Collected data entries:
=-=-=-=-=

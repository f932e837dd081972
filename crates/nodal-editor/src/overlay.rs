use nodal_engine::coords::Vec2;

use crate::node::NodeKey;

/// Receiver for node label placement.
///
/// Positions are screen-space node centers in logical pixels. Text rendering
/// itself happens outside the editor.
pub trait LabelOverlay {
    fn attach(&mut self, key: &NodeKey, text: &str, screen_pos: Vec2);
    fn reposition(&mut self, key: &NodeKey, screen_pos: Vec2);
    fn detach(&mut self, key: &NodeKey);
}

/// Overlay that drops every label.
#[derive(Debug, Default, Clone, Copy)]
pub struct NoLabels;

impl LabelOverlay for NoLabels {
    fn attach(&mut self, _key: &NodeKey, _text: &str, _screen_pos: Vec2) {}
    fn reposition(&mut self, _key: &NodeKey, _screen_pos: Vec2) {}
    fn detach(&mut self, _key: &NodeKey) {}
}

=-=-=-=-=

HOW TO COMPLETE THIS TASK:
Looking at the data above, count the lines that contain the string "attach" and give only the count.

ANSWER SPACE:
2